Saved entries
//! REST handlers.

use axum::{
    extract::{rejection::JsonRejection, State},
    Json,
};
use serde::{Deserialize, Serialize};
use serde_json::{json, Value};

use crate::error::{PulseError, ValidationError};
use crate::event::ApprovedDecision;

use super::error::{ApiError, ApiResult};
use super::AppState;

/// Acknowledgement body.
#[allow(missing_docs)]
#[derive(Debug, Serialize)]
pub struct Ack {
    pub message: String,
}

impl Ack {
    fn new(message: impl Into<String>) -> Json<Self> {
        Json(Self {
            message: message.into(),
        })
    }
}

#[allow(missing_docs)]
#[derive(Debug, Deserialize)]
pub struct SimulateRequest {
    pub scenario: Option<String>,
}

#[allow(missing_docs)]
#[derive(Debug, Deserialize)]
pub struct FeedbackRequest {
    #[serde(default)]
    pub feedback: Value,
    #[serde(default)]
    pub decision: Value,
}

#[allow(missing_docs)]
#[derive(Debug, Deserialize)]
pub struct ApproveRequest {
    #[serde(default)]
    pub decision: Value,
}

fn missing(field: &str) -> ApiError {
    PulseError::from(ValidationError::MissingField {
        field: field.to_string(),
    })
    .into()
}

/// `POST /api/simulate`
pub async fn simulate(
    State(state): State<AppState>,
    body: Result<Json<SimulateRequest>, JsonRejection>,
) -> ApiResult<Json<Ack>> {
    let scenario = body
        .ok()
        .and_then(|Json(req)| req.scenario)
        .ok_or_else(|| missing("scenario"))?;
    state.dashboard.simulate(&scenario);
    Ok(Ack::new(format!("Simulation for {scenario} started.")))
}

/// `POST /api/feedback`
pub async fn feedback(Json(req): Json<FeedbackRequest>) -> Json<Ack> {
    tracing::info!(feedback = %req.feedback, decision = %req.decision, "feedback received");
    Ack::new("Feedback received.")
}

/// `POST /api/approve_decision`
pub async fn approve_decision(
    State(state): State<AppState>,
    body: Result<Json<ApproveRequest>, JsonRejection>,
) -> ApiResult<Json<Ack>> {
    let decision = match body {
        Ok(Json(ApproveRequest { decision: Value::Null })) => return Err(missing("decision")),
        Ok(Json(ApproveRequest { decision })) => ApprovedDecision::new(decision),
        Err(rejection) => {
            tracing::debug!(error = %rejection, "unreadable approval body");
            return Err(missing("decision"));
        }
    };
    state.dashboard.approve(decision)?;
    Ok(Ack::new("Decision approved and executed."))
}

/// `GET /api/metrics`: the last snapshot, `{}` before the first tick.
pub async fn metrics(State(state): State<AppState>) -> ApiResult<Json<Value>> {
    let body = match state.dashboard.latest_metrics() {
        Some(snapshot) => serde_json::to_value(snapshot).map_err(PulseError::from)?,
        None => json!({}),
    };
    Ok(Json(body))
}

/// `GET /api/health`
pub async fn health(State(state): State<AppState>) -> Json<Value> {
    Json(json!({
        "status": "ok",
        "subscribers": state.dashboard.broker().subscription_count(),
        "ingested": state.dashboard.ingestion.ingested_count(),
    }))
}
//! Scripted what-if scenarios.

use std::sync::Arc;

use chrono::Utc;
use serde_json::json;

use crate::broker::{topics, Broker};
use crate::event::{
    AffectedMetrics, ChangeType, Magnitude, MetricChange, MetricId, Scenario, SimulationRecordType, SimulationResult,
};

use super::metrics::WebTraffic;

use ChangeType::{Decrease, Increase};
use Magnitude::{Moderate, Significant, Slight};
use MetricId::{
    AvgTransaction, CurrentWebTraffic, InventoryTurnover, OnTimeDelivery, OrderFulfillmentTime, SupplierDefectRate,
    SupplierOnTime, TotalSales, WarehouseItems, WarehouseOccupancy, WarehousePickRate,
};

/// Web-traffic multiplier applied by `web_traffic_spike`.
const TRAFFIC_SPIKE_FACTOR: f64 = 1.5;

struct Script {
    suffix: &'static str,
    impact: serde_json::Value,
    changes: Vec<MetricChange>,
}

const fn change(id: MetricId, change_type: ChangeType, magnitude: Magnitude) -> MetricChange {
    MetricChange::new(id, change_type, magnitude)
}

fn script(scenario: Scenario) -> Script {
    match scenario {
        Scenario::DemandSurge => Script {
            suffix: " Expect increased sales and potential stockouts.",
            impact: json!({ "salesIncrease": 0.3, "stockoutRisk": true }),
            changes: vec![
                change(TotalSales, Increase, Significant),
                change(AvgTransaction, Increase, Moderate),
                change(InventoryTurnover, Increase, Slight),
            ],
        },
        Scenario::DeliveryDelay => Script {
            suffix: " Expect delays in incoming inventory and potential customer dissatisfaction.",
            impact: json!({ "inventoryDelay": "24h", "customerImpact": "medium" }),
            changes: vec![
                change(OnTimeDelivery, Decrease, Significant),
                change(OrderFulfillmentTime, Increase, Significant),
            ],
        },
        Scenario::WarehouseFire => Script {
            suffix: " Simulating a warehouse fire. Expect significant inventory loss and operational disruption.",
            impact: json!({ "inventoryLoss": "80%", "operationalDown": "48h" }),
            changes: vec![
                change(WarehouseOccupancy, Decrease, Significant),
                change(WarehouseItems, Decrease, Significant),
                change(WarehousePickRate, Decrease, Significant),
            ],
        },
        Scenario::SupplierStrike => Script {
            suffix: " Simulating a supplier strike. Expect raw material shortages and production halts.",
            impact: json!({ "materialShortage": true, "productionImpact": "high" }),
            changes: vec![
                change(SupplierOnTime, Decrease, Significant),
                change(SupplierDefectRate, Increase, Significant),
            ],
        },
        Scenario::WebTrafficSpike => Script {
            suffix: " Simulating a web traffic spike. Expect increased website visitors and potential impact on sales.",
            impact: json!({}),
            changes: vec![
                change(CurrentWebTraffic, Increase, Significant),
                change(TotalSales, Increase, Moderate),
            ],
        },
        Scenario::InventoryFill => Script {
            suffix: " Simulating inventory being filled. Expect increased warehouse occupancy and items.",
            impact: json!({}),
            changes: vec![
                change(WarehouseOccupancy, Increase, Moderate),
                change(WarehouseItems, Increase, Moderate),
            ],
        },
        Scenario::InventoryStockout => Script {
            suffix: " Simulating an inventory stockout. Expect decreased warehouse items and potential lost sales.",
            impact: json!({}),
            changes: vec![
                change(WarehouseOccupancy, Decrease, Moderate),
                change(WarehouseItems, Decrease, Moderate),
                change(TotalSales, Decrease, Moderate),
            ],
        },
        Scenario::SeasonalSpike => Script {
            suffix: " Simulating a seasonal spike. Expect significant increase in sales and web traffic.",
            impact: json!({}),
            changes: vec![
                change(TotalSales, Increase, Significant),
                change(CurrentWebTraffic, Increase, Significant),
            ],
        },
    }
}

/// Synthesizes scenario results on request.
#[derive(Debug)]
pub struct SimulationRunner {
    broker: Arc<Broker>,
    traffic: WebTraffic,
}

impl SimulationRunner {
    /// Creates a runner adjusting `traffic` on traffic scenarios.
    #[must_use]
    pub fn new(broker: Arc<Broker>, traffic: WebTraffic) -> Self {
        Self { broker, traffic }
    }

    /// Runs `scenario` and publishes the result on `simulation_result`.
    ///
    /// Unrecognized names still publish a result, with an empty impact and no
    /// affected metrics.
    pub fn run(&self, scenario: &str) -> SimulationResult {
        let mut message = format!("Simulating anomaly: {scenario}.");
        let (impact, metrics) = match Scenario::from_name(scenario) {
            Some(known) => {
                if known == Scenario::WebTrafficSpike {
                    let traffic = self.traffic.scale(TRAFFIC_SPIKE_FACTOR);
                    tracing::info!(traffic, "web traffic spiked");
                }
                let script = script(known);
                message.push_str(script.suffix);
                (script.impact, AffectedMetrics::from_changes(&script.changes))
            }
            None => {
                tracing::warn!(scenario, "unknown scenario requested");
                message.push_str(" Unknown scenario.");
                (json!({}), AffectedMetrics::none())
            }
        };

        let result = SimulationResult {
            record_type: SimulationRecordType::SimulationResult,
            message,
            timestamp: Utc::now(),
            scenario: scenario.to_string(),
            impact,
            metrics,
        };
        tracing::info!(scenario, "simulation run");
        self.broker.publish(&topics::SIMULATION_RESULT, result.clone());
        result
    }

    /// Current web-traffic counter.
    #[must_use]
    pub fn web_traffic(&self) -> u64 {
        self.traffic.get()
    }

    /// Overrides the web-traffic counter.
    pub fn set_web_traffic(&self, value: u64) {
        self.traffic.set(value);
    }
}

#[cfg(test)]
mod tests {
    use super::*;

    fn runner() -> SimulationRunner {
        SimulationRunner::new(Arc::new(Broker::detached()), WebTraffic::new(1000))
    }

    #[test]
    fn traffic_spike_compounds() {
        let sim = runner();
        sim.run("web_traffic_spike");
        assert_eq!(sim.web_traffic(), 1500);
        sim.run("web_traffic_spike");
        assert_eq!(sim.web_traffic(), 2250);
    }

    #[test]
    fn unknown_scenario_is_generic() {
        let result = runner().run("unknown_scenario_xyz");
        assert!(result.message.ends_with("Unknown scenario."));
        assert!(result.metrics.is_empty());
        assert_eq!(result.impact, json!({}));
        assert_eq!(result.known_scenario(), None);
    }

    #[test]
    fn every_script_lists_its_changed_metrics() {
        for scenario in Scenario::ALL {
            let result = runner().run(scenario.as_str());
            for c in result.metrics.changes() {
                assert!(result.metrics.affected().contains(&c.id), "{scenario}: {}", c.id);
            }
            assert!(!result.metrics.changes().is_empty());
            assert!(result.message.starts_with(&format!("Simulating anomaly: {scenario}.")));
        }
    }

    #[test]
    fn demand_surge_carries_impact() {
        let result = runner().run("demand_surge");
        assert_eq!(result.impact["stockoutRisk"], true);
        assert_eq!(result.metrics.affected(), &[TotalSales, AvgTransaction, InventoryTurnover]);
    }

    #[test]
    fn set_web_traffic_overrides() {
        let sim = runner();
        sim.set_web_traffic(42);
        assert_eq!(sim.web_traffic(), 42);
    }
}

**AIM OF THE EXERCISE**
Every line in the data that includes the word "match" should be counted, and only the resulting number given.

**ANSWER SECTION**
4